Cappella dedicata a San Sebastiano

San Sebastiano con San Bovone e San Marcellino
È una tela del 1868 attribuita a Giuseppe Masoero, situata nella cappella di patronato della famiglia Mazzola. È un dipinto che raffigura il sacrificio di San Sebastiano trafitto dalle frecce dei miliziani romani. Sulla sua destra si trova San Bovone e alla sua sinistra San Marcellino, con ai suoi piedi la mitra papale. Va ricordato che a Grana esiste una collina, verso Montemagno e Castagnole, che si chiama San Marcellino e della quale il santo è protettore. Il quadro andò a sostituire nel 1869, per volontà del parroco Don Bonelli, una tela raffigurante sempre San Sebastiano, ma dipinta da Guglielmo Caccia (Il Moncalvo). Da segnalare che il quadro del Caccia risulta presente in tutte le visite pastorali del Settecento, ma risulta rubato già prima del 1869, data in cui venne sostituito dall’attuale. Nulla di strano, non fosse che Giuseppe Niccolini, uno dei più illustri storici del Monferrato, scrive di aver visto nel 1877, quindi otto anni dopo, un San Sebastiano della Bottega del Caccia depositato in un ripostiglio, quello che è l’attuale cappella delle reliquie. Ma a rendere ancora più intricata la vicenda giunge l’inventario di Don Luigi Demartini del 1879 in cui figura un quadro di San Sebastiano nella sacrestia vecchia. Tela che se coincidente con quella dei Mazzola non fu rubata, ma semplicemente rimossa complici alcune compiacenze.
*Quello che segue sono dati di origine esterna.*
//! Configuration loading for the pension ledger.
//!
//! ```toml
//! [rules]
//! minimum_contribution = 25
//! minimum_age = 18
//! retirement_age_years = 60
//!
//! [storage]
//! path = "${HOME}/.pension/ledger.db"
//! ```
//!
//! Every field is optional. The raw structs below never leave this crate:
//! [`PensionConfig::resolve`] turns them into [`ResolvedConfig`], whose
//! [`LedgerRules`] are validated.

use std::path::{Path, PathBuf};
use std::{env, fs, io};

use serde::Deserialize;
use thiserror::Error;

use pension_types::{Amount, LedgerRules, RulesError};

/// Environment variable that overrides the config file location.
pub const CONFIG_ENV_VAR: &str = "PENSION_CONFIG";

#[derive(Debug, Error)]
pub enum ConfigError {
    #[error("failed to read config at {}: {source}", path.display())]
    Read { path: PathBuf, source: io::Error },
    #[error("failed to parse config at {}: {source}", path.display())]
    Parse {
        path: PathBuf,
        source: toml::de::Error,
    },
    #[error("invalid ledger rules in {}: {source}", path.display())]
    Invalid { path: PathBuf, source: RulesError },
}

impl ConfigError {
    pub fn path(&self) -> &Path {
        match self {
            ConfigError::Read { path, .. }
            | ConfigError::Parse { path, .. }
            | ConfigError::Invalid { path, .. } => path,
        }
    }
}

#[derive(Debug, Default, Deserialize)]
pub struct PensionConfig {
    pub rules: Option<RulesConfig>,
    pub storage: Option<StorageConfig>,
    /// Where this config was read from; used in error messages.
    #[serde(skip)]
    source: Option<PathBuf>,
}

#[derive(Debug, Default, Deserialize)]
pub struct RulesConfig {
    /// Smallest accepted opening contribution. Default: 25.
    pub minimum_contribution: Option<Amount>,
    /// Youngest accepted declared age. Default: 18.
    pub minimum_age: Option<u32>,
    /// Age at which an account becomes eligible for retirement. Default: 60.
    pub retirement_age_years: Option<u32>,
}

#[derive(Debug, Default, Deserialize)]
pub struct StorageConfig {
    /// SQLite database path. `${VAR}` references are expanded.
    pub path: Option<String>,
}

/// Fully resolved configuration.
#[derive(Debug, Clone, PartialEq, Eq)]
pub struct ResolvedConfig {
    pub rules: LedgerRules,
    pub db_path: PathBuf,
}

impl PensionConfig {
    /// Load the config from [`config_path`]. A missing file yields defaults.
    pub fn load() -> Result<Self, ConfigError> {
        match config_path() {
            Some(path) => Self::load_from(&path),
            None => Ok(Self::default()),
        }
    }

    /// Load from an explicit path. A missing file yields defaults.
    pub fn load_from(path: &Path) -> Result<Self, ConfigError> {
        let content = match fs::read_to_string(path) {
            Ok(content) => content,
            Err(err) if err.kind() == io::ErrorKind::NotFound => {
                tracing::debug!(path = %path.display(), "No config file; using defaults");
                return Ok(Self::default());
            }
            Err(source) => {
                return Err(ConfigError::Read {
                    path: path.to_path_buf(),
                    source,
                });
            }
        };
        Self::parse(&content, path)
    }

    pub fn parse(content: &str, path: &Path) -> Result<Self, ConfigError> {
        let mut config: Self = toml::from_str(content).map_err(|source| ConfigError::Parse {
            path: path.to_path_buf(),
            source,
        })?;
        config.source = Some(path.to_path_buf());
        Ok(config)
    }

    pub fn resolve(&self) -> Result<ResolvedConfig, ConfigError> {
        let raw = self.rules.as_ref();
        let rules = LedgerRules::new(
            raw.and_then(|r| r.minimum_contribution)
                .unwrap_or(LedgerRules::DEFAULT_MINIMUM_CONTRIBUTION),
            raw.and_then(|r| r.minimum_age)
                .unwrap_or(LedgerRules::DEFAULT_MINIMUM_AGE),
            raw.and_then(|r| r.retirement_age_years)
                .unwrap_or(LedgerRules::DEFAULT_RETIREMENT_AGE_YEARS),
        )
        .map_err(|source| ConfigError::Invalid {
            path: self.source.clone().unwrap_or_default(),
            source,
        })?;

        let db_path = self
            .storage
            .as_ref()
            .and_then(|storage| storage.path.as_deref())
            .map(|path| PathBuf::from(expand_env_vars(path)))
            .unwrap_or_else(default_db_path);

        Ok(ResolvedConfig { rules, db_path })
    }
}

/// Expand `${VAR}` references. Unset variables expand to nothing.
pub fn expand_env_vars(value: &str) -> String {
    let mut out = String::with_capacity(value.len());
    let mut rest = value;

    while let Some(start) = rest.find("${") {
        out.push_str(&rest[..start]);
        let after = &rest[start + 2..];
        match after.find('}') {
            Some(end) => {
                let var = &after[..end];
                if !var.is_empty() {
                    out.push_str(&env::var(var).unwrap_or_default());
                }
                rest = &after[end + 1..];
            }
            None => {
                out.push_str(&rest[start..]);
                rest = "";
            }
        }
    }
    out.push_str(rest);

    out
}

/// `$PENSION_CONFIG`, else `~/.pension/config.toml`.
#[must_use]
pub fn config_path() -> Option<PathBuf> {
    if let Some(path) = env::var_os(CONFIG_ENV_VAR).filter(|value| !value.is_empty()) {
        return Some(PathBuf::from(path));
    }
    pension_dir().map(|dir| dir.join("config.toml"))
}

/// `~/.pension`, the home of config, database and logs.
#[must_use]
pub fn pension_dir() -> Option<PathBuf> {
    dirs::home_dir().map(|home| home.join(".pension"))
}

fn default_db_path() -> PathBuf {
    pension_dir()
        .unwrap_or_else(|| PathBuf::from(".pension"))
        .join("ledger.db")
}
Cappella dedicata a Sant'Anna

Madonna col Bambino, Sant’Anna e San Gioacchino
È un dipinto di Giovanni Crosio, pittore di Trino Vercellese, risalente al 1605-1606 circa. La cappella che lo ospita è di patronato della famiglia Varvello in co-patronato con la famiglia Gino. Il Crosio è stato discepolo di Guglielmo Caccia, detto il Moncalvo, e per anni lavorò nella sua bottega e raggiunta la maturità artistica ne diventò uno stretto collaboratore.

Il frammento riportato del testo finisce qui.